* _WHAT YOU NEED TO DO_
Each record must be output exactly and in full.

Records drawn from a dataset:
· · · · · · ·

// src/history/frequency.rs

use std::collections::HashMap;

use tracing::{info, warn};

use crate::types::RuleId;

/// Consecutive matches after which a rule is considered too noisy.
pub const FREQUENCY_WARNING_THRESHOLD: u32 = 50;

#[derive(Debug, Clone, PartialEq, Eq)]
pub struct FrequencyWarning {
    pub rule_id: RuleId,
    pub consecutive_match_count: u32,
    pub acknowledged: bool,
    pub message: String,
}

/// Per-rule consecutive-match counters.
///
/// Counters only reset on acknowledgement (or when the rule is forgotten).
#[derive(Debug)]
pub struct FrequencyTracker {
    threshold: u32,
    counts: HashMap<RuleId, u32>,
    warnings: HashMap<RuleId, FrequencyWarning>,
}

impl FrequencyTracker {
    pub fn new(threshold: u32) -> Self {
        Self {
            threshold: threshold.max(1),
            counts: HashMap::new(),
            warnings: HashMap::new(),
        }
    }

    pub fn threshold(&self) -> u32 {
        self.threshold
    }

    /// Count one match. Returns the warning when it is first created.
    pub fn record_match(&mut self, rule_id: &str, rule_name: &str) -> Option<FrequencyWarning> {
        let count = self.counts.entry(rule_id.to_string()).or_insert(0);
        *count = count.saturating_add(1);
        let count = *count;

        if let Some(existing) = self.warnings.get_mut(rule_id) {
            existing.consecutive_match_count = count;
            return None;
        }

        if count < self.threshold {
            return None;
        }

        let warning = FrequencyWarning {
            rule_id: rule_id.to_string(),
            consecutive_match_count: count,
            acknowledged: false,
            message: format!(
                "Rule '{rule_name}' matched {count} times in a row. \
                 Consider making its pattern more specific."
            ),
        };
        warn!(rule = %rule_id, count, "rule is matching unusually often");
        self.warnings.insert(rule_id.to_string(), warning.clone());
        Some(warning)
    }

    /// Clear the warning and reset the counter. Returns the cleared warning,
    /// marked acknowledged.
    pub fn acknowledge(&mut self, rule_id: &str) -> Option<FrequencyWarning> {
        self.counts.remove(rule_id);
        let mut warning = self.warnings.remove(rule_id)?;
        warning.acknowledged = true;
        info!(rule = %rule_id, "frequency warning acknowledged");
        Some(warning)
    }

    pub fn warning(&self, rule_id: &str) -> Option<&FrequencyWarning> {
        self.warnings.get(rule_id)
    }

    pub fn warnings(&self) -> Vec<FrequencyWarning> {
        let mut out: Vec<_> = self.warnings.values().cloned().collect();
        out.sort_by(|a, b| a.rule_id.cmp(&b.rule_id));
        out
    }

    pub fn count(&self, rule_id: &str) -> u32 {
        self.counts.get(rule_id).copied().unwrap_or(0)
    }

    pub fn forget(&mut self, rule_id: &str) {
        self.counts.remove(rule_id);
        self.warnings.remove(rule_id);
    }
}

· · · · · · ·

* _WRITTEN RESPONSE_
// src/history/frequency.rs

use std::collections::HashMap;

use tracing::{info, warn};

use crate::types::RuleId;

/// Consecutive matches after which a rule is considered too noisy.
pub const FREQUENCY_WARNING_THRESHOLD: u32 = 50;

#[derive(Debug, Clone, PartialEq, Eq)]
pub struct FrequencyWarning {
    pub rule_id: RuleId,
    pub consecutive_match_count: u32,
    pub acknowledged: bool,
    pub message: String,
}

/// Per-rule consecutive-match counters.
///
/// Counters only reset on acknowledgement (or when the rule is forgotten).
#[derive(Debug)]
pub struct FrequencyTracker {
    threshold: u32,
    counts: HashMap<RuleId, u32>,
    warnings: HashMap<RuleId, FrequencyWarning>,
}

impl FrequencyTracker {
    pub fn new(threshold: u32) -> Self {
        Self {
            threshold: threshold.max(1),
            counts: HashMap::new(),
            warnings: HashMap::new(),
        }
    }

    pub fn threshold(&self) -> u32 {
        self.threshold
    }

    /// Count one match. Returns the warning when it is first created.
    pub fn record_match(&mut self, rule_id: &str, rule_name: &str) -> Option<FrequencyWarning> {
        let count = self.counts.entry(rule_id.to_string()).or_insert(0);
        *count = count.saturating_add(1);
        let count = *count;

        if let Some(existing) = self.warnings.get_mut(rule_id) {
            existing.consecutive_match_count = count;
            return None;
        }

        if count < self.threshold {
            return None;
        }

        let warning = FrequencyWarning {
            rule_id: rule_id.to_string(),
            consecutive_match_count: count,
            acknowledged: false,
            message: format!(
                "Rule '{rule_name}' matched {count} times in a row. \
                 Consider making its pattern more specific."
            ),
        };
        warn!(rule = %rule_id, count, "rule is matching unusually often");
        self.warnings.insert(rule_id.to_string(), warning.clone());
        Some(warning)
    }

    /// Clear the warning and reset the counter. Returns the cleared warning,
    /// marked acknowledged.
    pub fn acknowledge(&mut self, rule_id: &str) -> Option<FrequencyWarning> {
        self.counts.remove(rule_id);
        let mut warning = self.warnings.remove(rule_id)?;
        warning.acknowledged = true;
        info!(rule = %rule_id, "frequency warning acknowledged");
        Some(warning)
    }

    pub fn warning(&self, rule_id: &str) -> Option<&FrequencyWarning> {
        self.warnings.get(rule_id)
    }

    pub fn warnings(&self) -> Vec<FrequencyWarning> {
        let mut out: Vec<_> = self.warnings.values().cloned().collect();
        out.sort_by(|a, b| a.rule_id.cmp(&b.rule_id));
        out
    }

    pub fn count(&self, rule_id: &str) -> u32 {
        self.counts.get(rule_id).copied().unwrap_or(0)
    }

    pub fn forget(&mut self, rule_id: &str) {
        self.counts.remove(rule_id);
        self.warnings.remove(rule_id);
    }
}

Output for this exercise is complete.